With nearly 98,000 square miles, Wyoming is the 10th largest state in the United States. 48 percent of Wyoming's open spaces are federal public lands and nearly 6 percent is managed by the State of Wyoming. This means one thing: Wyoming is the ultimate place for an outdoor adventure or peaceful retreat. Wyoming is home to the nation's first national park: Yellowstone. In addition, one of the most iconic national parks, Grand Teton, lies along the western edge of the state. Wyoming boasts 12 state parks, eight national forests and other public lands as far as the eye can see. 
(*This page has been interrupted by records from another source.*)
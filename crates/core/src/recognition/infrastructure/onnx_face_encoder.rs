//! Face encoder backed by two ONNX Runtime sessions.
//!
//! A YOLO face model locates faces (letterbox preprocessing, confidence
//! filtering, NMS) and an ArcFace model turns each face crop into an
//! L2-normalized embedding.
use std::path::Path;

use ndarray::Array1;

use crate::recognition::domain::face_encoder::{EncodedFace, FaceEncoder};
use crate::shared::face_box::FaceBox;
use crate::shared::frame::Frame;

/// Fallback YOLO model input resolution when the model doesn't specify dimensions.
const DEFAULT_INPUT_SIZE: u32 = 640;

/// NMS IoU threshold.
const NMS_IOU_THRESH: f64 = 0.45;

const EMBED_INPUT_SIZE: usize = 112;
const NORM_MEAN: f32 = 127.5;
const NORM_STD: f32 = 127.5;

pub struct OnnxFaceEncoder {
    detector: ort::session::Session,
    embedder: ort::session::Session,
    confidence: f64,
    input_size: u32,
}

impl OnnxFaceEncoder {
    /// Load both models. The detector's input resolution is read from its
    /// NCHW input shape, falling back to 640 when the shape is dynamic.
    pub fn new(
        detector_model: &Path,
        embedding_model: &Path,
        confidence: f64,
    ) -> Result<Self, Box<dyn std::error::Error>> {
        let detector = ort::session::Session::builder()?
            .with_execution_providers(preferred_execution_providers())?
            .commit_from_file(detector_model)?;

        let input_size = detector
            .inputs()
            .first()
            .and_then(|input| {
                if let ort::value::ValueType::Tensor { ref shape, .. } = input.dtype() {
                    if shape.len() >= 4 && shape[2] > 0 {
                        Some(shape[2] as u32)
                    } else {
                        None
                    }
                } else {
                    None
                }
            })
            .unwrap_or(DEFAULT_INPUT_SIZE);

        let embedder = ort::session::Session::builder()?
            .with_optimization_level(ort::session::builder::GraphOptimizationLevel::Level3)?
            .with_execution_providers(preferred_execution_providers())?
            .commit_from_file(embedding_model)?;

        Ok(Self {
            detector,
            embedder,
            confidence,
            input_size,
        })
    }

    fn locate(&mut self, frame: &Frame) -> Result<Vec<FaceBox>, Box<dyn std::error::Error>> {
        let (input_tensor, scale, pad_x, pad_y) = letterbox(frame, self.input_size);

        let input_value = ort::value::Tensor::from_array(input_tensor)?;
        let outputs = self.detector.run(ort::inputs![input_value])?;
        if outputs.len() == 0 {
            return Err("face model produced no outputs".into());
        }
        let tensor = outputs[0].try_extract_array::<f32>()?;
        let shape = tensor.shape().to_vec();
        if shape.len() != 3 {
            return Err(format!("Unexpected face model output shape: {shape:?}").into());
        }

        // Output is [1, features, detections] or [1, detections, features].
        let transposed = shape[1] < shape[2];
        let (num_dets, num_feats) = if transposed {
            (shape[2], shape[1])
        } else {
            (shape[1], shape[2])
        };
        if num_feats < 5 {
            return Ok(Vec::new());
        }
        let data = tensor.as_slice().ok_or("Cannot get tensor slice")?;
        let at = |det: usize, feat: usize| -> f64 {
            if transposed {
                data[feat * num_dets + det] as f64
            } else {
                data[det * num_feats + feat] as f64
            }
        };

        let mut raw = Vec::new();
        for i in 0..num_dets {
            let conf = at(i, 4);
            if conf < self.confidence {
                continue;
            }
            let (cx, cy, w, h) = (at(i, 0), at(i, 1), at(i, 2), at(i, 3));
            raw.push(RawDetection {
                x1: ((cx - w / 2.0) - pad_x as f64) / scale,
                y1: ((cy - h / 2.0) - pad_y as f64) / scale,
                x2: ((cx + w / 2.0) - pad_x as f64) / scale,
                y2: ((cy + h / 2.0) - pad_y as f64) / scale,
                confidence: conf,
            });
        }

        // NMS reorders by confidence; restore scan order (top-to-bottom,
        // left-to-right) for stable output.
        let mut kept = nms(&mut raw, NMS_IOU_THRESH);
        kept.sort_by(|a, b| {
            (a.y1, a.x1)
                .partial_cmp(&(b.y1, b.x1))
                .unwrap_or(std::cmp::Ordering::Equal)
        });

        Ok(kept
            .iter()
            .map(|d| FaceBox::from_corners(d.x1, d.y1, d.x2, d.y2, frame.width(), frame.height()))
            .filter(|b| !b.is_empty())
            .collect())
    }

    fn embed(
        &mut self,
        frame: &Frame,
        face: &FaceBox,
    ) -> Result<Array1<f32>, Box<dyn std::error::Error>> {
        let tensor = preprocess_crop(frame, face);
        let input_value = ort::value::Tensor::from_array(tensor)?;
        let outputs = self.embedder.run(ort::inputs![input_value])?;
        if outputs.len() == 0 {
            return Err("embedding model produced no outputs".into());
        }
        let embedding_array = outputs[0].try_extract_array::<f32>()?;
        let embedding_slice = embedding_array
            .as_slice()
            .ok_or("Cannot get embedding slice")?;
        normalized_embedding(embedding_slice)
    }
}

impl FaceEncoder for OnnxFaceEncoder {
    fn encode(&mut self, frame: &Frame) -> Result<Vec<EncodedFace>, Box<dyn std::error::Error>> {
        if frame.channels() != 3 {
            return Err(format!("expected RGB frame, got {} channels", frame.channels()).into());
        }
        let boxes = self.locate(frame)?;
        let mut faces = Vec::with_capacity(boxes.len());
        for face_box in boxes {
            let embedding = self.embed(frame, &face_box)?;
            faces.push(EncodedFace {
                face_box,
                embedding,
            });
        }
        Ok(faces)
    }
}

/// CoreML on macOS, DirectML on Windows, ONNX Runtime's CPU default elsewhere.
fn preferred_execution_providers() -> Vec<ort::execution_providers::ExecutionProviderDispatch> {
    #[cfg(target_os = "macos")]
    let providers = vec![ort::execution_providers::CoreMLExecutionProvider::default().build()];
    #[cfg(target_os = "windows")]
    let providers = vec![ort::execution_providers::DirectMLExecutionProvider::default().build()];
    #[cfg(not(any(target_os = "macos", target_os = "windows")))]
    let providers = Vec::new();
    providers
}

// ---------------------------------------------------------------------------
// Preprocessing
// ---------------------------------------------------------------------------

/// Letterbox-resize a frame to `target_size` × `target_size`.
///
/// Returns `(NCHW float32 tensor, scale, pad_x, pad_y)`.
fn letterbox(frame: &Frame, target_size: u32) -> (ndarray::Array4<f32>, f64, u32, u32) {
    let fw = frame.width() as f64;
    let fh = frame.height() as f64;
    let target = target_size as f64;

    let scale = (target / fw).min(target / fh);
    let new_w = ((fw * scale).round() as u32).min(target_size);
    let new_h = ((fh * scale).round() as u32).min(target_size);
    let pad_x = (target_size - new_w) / 2;
    let pad_y = (target_size - new_h) / 2;

    let gray = 114.0f32 / 255.0;
    let mut tensor =
        ndarray::Array4::<f32>::from_elem((1, 3, target_size as usize, target_size as usize), gray);

    let src = frame.as_ndarray();
    let src_h = frame.height() as usize;
    let src_w = frame.width() as usize;

    for y in 0..new_h as usize {
        let src_y = ((y as f64 / scale) as usize).min(src_h - 1);
        for x in 0..new_w as usize {
            let src_x = ((x as f64 / scale) as usize).min(src_w - 1);
            let ty = pad_y as usize + y;
            let tx = pad_x as usize + x;
            for c in 0..3 {
                tensor[[0, c, ty, tx]] = src[[src_y, src_x, c]] as f32 / 255.0;
            }
        }
    }

    (tensor, scale, pad_x, pad_y)
}

/// Sample the face crop to 112x112, normalize, NCHW layout.
fn preprocess_crop(frame: &Frame, face: &FaceBox) -> ndarray::Array4<f32> {
    let src = frame.as_ndarray();
    let max_x = frame.width().saturating_sub(1) as usize;
    let max_y = frame.height().saturating_sub(1) as usize;
    let crop_w = face.width().max(1) as f64;
    let crop_h = face.height().max(1) as f64;

    let mut tensor =
        ndarray::Array4::<f32>::zeros((1, 3, EMBED_INPUT_SIZE, EMBED_INPUT_SIZE));

    for y in 0..EMBED_INPUT_SIZE {
        let offset_y = (y as f64 + 0.5) * crop_h / EMBED_INPUT_SIZE as f64;
        let src_y = ((face.top.max(0) as f64 + offset_y) as usize).min(max_y);
        for x in 0..EMBED_INPUT_SIZE {
            let offset_x = (x as f64 + 0.5) * crop_w / EMBED_INPUT_SIZE as f64;
            let src_x = ((face.left.max(0) as f64 + offset_x) as usize).min(max_x);
            for c in 0..3 {
                tensor[[0, c, y, x]] = (src[[src_y, src_x, c]] as f32 - NORM_MEAN) / NORM_STD;
            }
        }
    }

    tensor
}

/// Copies raw model output into a unit-length embedding. Empty or
/// non-finite output is an error, so matching never sees a degenerate vector.
fn normalized_embedding(raw: &[f32]) -> Result<Array1<f32>, Box<dyn std::error::Error>> {
    if raw.is_empty() {
        return Err("embedding model returned an empty vector".into());
    }
    if raw.iter().any(|v| !v.is_finite()) {
        return Err("embedding model returned non-finite values".into());
    }
    let mut embedding = raw.to_vec();
    l2_normalize(&mut embedding);
    Ok(Array1::from_vec(embedding))
}

pub fn l2_normalize(v: &mut [f32]) {
    let norm: f32 = v.iter().map(|x| x * x).sum::<f32>().sqrt();
    if norm > 0.0 {
        for x in v.iter_mut() {
            *x /= norm;
        }
    }
}

// ---------------------------------------------------------------------------
// NMS
// ---------------------------------------------------------------------------

#[derive(Clone, Debug)]
struct RawDetection {
    x1: f64,
    y1: f64,
    x2: f64,
    y2: f64,
    confidence: f64,
}

/// Greedy NMS: sort by confidence descending, suppress overlapping boxes.
fn nms(dets: &mut [RawDetection], iou_thresh: f64) -> Vec<RawDetection> {
    dets.sort_by(|a, b| {
        b.confidence
            .partial_cmp(&a.confidence)
            .unwrap_or(std::cmp::Ordering::Equal)
    });

    let mut keep = Vec::new();
    let mut suppressed = vec![false; dets.len()];

    for i in 0..dets.len() {
        if suppressed[i] {
            continue;
        }
        keep.push(dets[i].clone());
        for j in (i + 1)..dets.len() {
            if suppressed[j] {
                continue;
            }
            let iou = bbox_iou(
                &[dets[i].x1, dets[i].y1, dets[i].x2, dets[i].y2],
                &[dets[j].x1, dets[j].y1, dets[j].x2, dets[j].y2],
            );
            if iou > iou_thresh {
                suppressed[j] = true;
            }
        }
    }
    keep
}

fn bbox_iou(a: &[f64; 4], b: &[f64; 4]) -> f64 {
    let x1 = a[0].max(b[0]);
    let y1 = a[1].max(b[1]);
    let x2 = a[2].min(b[2]);
    let y2 = a[3].min(b[3]);

    let inter = (x2 - x1).max(0.0) * (y2 - y1).max(0.0);
    if inter == 0.0 {
        return 0.0;
    }
    let area_a = (a[2] - a[0]) * (a[3] - a[1]);
    let area_b = (b[2] - b[0]) * (b[3] - b[1]);
    inter / (area_a + area_b - inter)
}
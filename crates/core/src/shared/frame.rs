use std::time::Instant;

use image::imageops::FilterType;
use image::RgbImage;
use ndarray::ArrayView3;

/// A single camera frame: contiguous RGB bytes in row-major order.
///
/// Frames are immutable once built. Consumers that need different pixels
/// (downscaling, annotation) produce a new owned frame.
#[derive(Clone, Debug)]
pub struct Frame {
    data: Vec<u8>,
    width: u32,
    height: u32,
    channels: u8,
    sequence: u64,
    captured_at: Instant,
}

impl Frame {
    pub fn new(data: Vec<u8>, width: u32, height: u32, channels: u8, sequence: u64) -> Self {
        debug_assert_eq!(
            data.len(),
            (width as usize) * (height as usize) * (channels as usize),
            "data length must equal width * height * channels"
        );
        Self {
            data,
            width,
            height,
            channels,
            sequence,
            captured_at: Instant::now(),
        }
    }

    pub fn from_rgb_image(image: RgbImage, sequence: u64) -> Self {
        let (width, height) = image.dimensions();
        Self::new(image.into_raw(), width, height, 3, sequence)
    }

    pub fn data(&self) -> &[u8] {
        &self.data
    }

    pub fn width(&self) -> u32 {
        self.width
    }

    pub fn height(&self) -> u32 {
        self.height
    }

    pub fn channels(&self) -> u8 {
        self.channels
    }

    pub fn sequence(&self) -> u64 {
        self.sequence
    }

    pub fn captured_at(&self) -> Instant {
        self.captured_at
    }

    pub fn as_ndarray(&self) -> ArrayView3<'_, u8> {
        ArrayView3::from_shape(self.shape(), &self.data)
            .expect("Frame data length must match dimensions")
    }

    /// Mean over every channel of every pixel; 0.0 for an empty frame.
    pub fn mean_intensity(&self) -> f64 {
        if self.data.is_empty() {
            return 0.0;
        }
        let sum: u64 = self.data.iter().map(|&v| v as u64).sum();
        sum as f64 / self.data.len() as f64
    }

    /// Returns an owned copy scaled by `factor` on both axes.
    ///
    /// Target dimensions are rounded and never collapse below one pixel.
    /// The copy keeps this frame's sequence and capture time.
    pub fn scaled(&self, factor: f64) -> Frame {
        let width = scaled_dimension(self.width, factor);
        let height = scaled_dimension(self.height, factor);
        self.resized(width, height)
    }

    /// Returns an owned copy `width` pixels wide, height following the
    /// source aspect ratio.
    pub fn resized_to_width(&self, width: u32) -> Frame {
        if width == self.width {
            return self.clone();
        }
        let factor = width as f64 / self.width as f64;
        let height = scaled_dimension(self.height, factor);
        self.resized(width.max(1), height)
    }

    fn resized(&self, width: u32, height: u32) -> Frame {
        let resized = match self.to_rgb_image() {
            Some(image) => image::imageops::resize(&image, width, height, FilterType::Triangle),
            None => return self.clone(),
        };
        Frame {
            data: resized.into_raw(),
            width,
            height,
            channels: 3,
            sequence: self.sequence,
            captured_at: self.captured_at,
        }
    }

    /// Copies the pixels into an `RgbImage`; `None` unless the frame is 3-channel.
    pub fn to_rgb_image(&self) -> Option<RgbImage> {
        if self.channels != 3 {
            return None;
        }
        RgbImage::from_raw(self.width, self.height, self.data.clone())
    }

    fn shape(&self) -> (usize, usize, usize) {
        (
            self.height as usize,
            self.width as usize,
            self.channels as usize,
        )
    }
}

fn scaled_dimension(value: u32, factor: f64) -> u32 {
    ((value as f64 * factor).round() as u32).max(1)
}
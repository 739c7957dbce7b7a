use std::time::Duration;

pub const DEFAULT_CAMERA_URL: &str = "http://192.168.11.101:8080/shot.jpg";
pub const DEFAULT_ACTUATOR_URL: &str = "http://192.168.11.102:80/update";
pub const DEFAULT_ROSTER_DIR: &str = "authorized_faces";

/// Width every fetched frame is resized to before publication.
pub const DISPLAY_WIDTH: u32 = 800;

/// Downscale factor applied to a frame before it reaches the face encoder.
pub const RECOGNITION_SCALE: f64 = 0.4;

/// Recognition runs on every Nth worker iteration that has a frame.
pub const RECOGNITION_INTERVAL: usize = 3;

// Distance bounds are Euclidean distances between L2-normalized ArcFace
// embeddings, where d = sqrt(2 - 2 * cos). Valid range is [0, 2].

/// Coarse match bound: a roster entry is a candidate at or below this
/// distance (cos >= 0.395).
pub const MATCH_TOLERANCE: f64 = 1.1;

/// Strict bound: the best candidate must be strictly below this distance
/// (cos > 0.5).
pub const ACCEPTANCE_THRESHOLD: f64 = 1.0;

pub const FETCH_TIMEOUT: Duration = Duration::from_secs(1);
pub const FETCH_BACKOFF: Duration = Duration::from_millis(50);
pub const NOTIFY_TIMEOUT: Duration = Duration::from_secs(2);
pub const WORKER_IDLE: Duration = Duration::from_millis(10);

/// Frames darker than this mean intensity are treated as camera misses.
pub const MIN_FRAME_MEAN: f64 = 5.0;

/// Pending notifications held before the oldest is discarded.
pub const NOTIFY_QUEUE_CAPACITY: usize = 4;

/// Consecutive fetch failures between escalation warnings.
pub const FETCH_FAILURE_REPORT_EVERY: usize = 50;

/// Recognition results older than this are reported as stale.
pub const STALE_RECOGNITION: Duration = Duration::from_secs(1);

/// Label reported to the actuator for faces outside the roster.
pub const UNKNOWN_LABEL: &str = "Unauthorized";

pub const DETECTOR_CONFIDENCE: f64 = 0.5;

pub const FACE_MODEL_NAME: &str = "yolo11n-pose_widerface.onnx";
pub const FACE_MODEL_URL: &str =
    "https://github.com/neutrinographics/faceguard/releases/download/v0.1.0/yolo11n-pose_widerface.onnx";

pub const EMBEDDING_MODEL_NAME: &str = "w600k_r50.onnx";
pub const EMBEDDING_MODEL_URL: &str =
    "https://github.com/neutrinographics/faceguard/releases/download/v0.1.0/w600k_r50.onnx";

pub const IMAGE_EXTENSIONS: &[&str] = &["jpg", "jpeg", "png", "bmp", "tiff", "tif", "webp"];
pub mod domain;
pub mod frame_source;
pub mod infrastructure;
4 ways to love our public lands

We love our state and federal parks, forests and recreation areas and hope you do too. Here’s how you
can help us keep our precious natural landscapes beautiful and preserve the land for years to come.

Leave No Waste

It’s up to hikers, backpackers and all who enjoy these lands to follow the golden rule of outdoor recreation: leave no waste, the simple philosophy of leaving the places you visit as you found them. Respect all vegetation and animals, go to the bathroom at least 200 feet from bodies of water and leave only footprints behind. Take all food and trash with you when you go — also known as pack it in, pack it out.

Travel Responsibly

To avoid causing irreparable damage to terrain, always stay on designated trails and don’t cut across switchbacks. If you encounter puddles along the way, walk through instead of around them so you don’t create wider or multiple paths. Carrying a map and knowing where you’re headed also reduces the need to travel off trail. When it’s time to rest or set up camp, opt for durable surfaces like established campsites, rock, gravel or dry grasses.

Lend a Hand

Take a proactive approach with opportunities that combine volunteering with spending time in the great outdoors. The Division of Wyoming State Parks, Historic Sites & Trails offers four trail volunteer days each year during the summer months, as well as a camp host program from May 15–Sept. 15, 2018. For more information, visit Every September, National Public Lands Day (Sept. 29, 2018) is an excellent way to give back to the community through coordinated projects.

Additionally, anyone can take the Yellowstone Pledge, a personal promise you make to yourself and the park to explore responsibly or encourage kids to develop a love and respect for public lands by participating in the Junior Ranger programs at Yellowstone and Grand Teton national parks. Learn more about how to be a steward at the parks on p. 68.

Explore & Protect

Wyoming is home to the headwaters of four major river basins in the West: Missouri-Mississippi, Green-Colorado, Snake-Columbia and Great Salt Lake. Maintaining these precious resources is vital to stream environments and fisheries, and the Wild & Scenic Rivers Act of 1968 marks its 50th anniversary in 2018 along with the National Trail System. The milestone is not only worth celebrating but also a reminder of how important it is to protect these lands as you enjoy them for fishing, rafting and other amazing Wyoming watersports.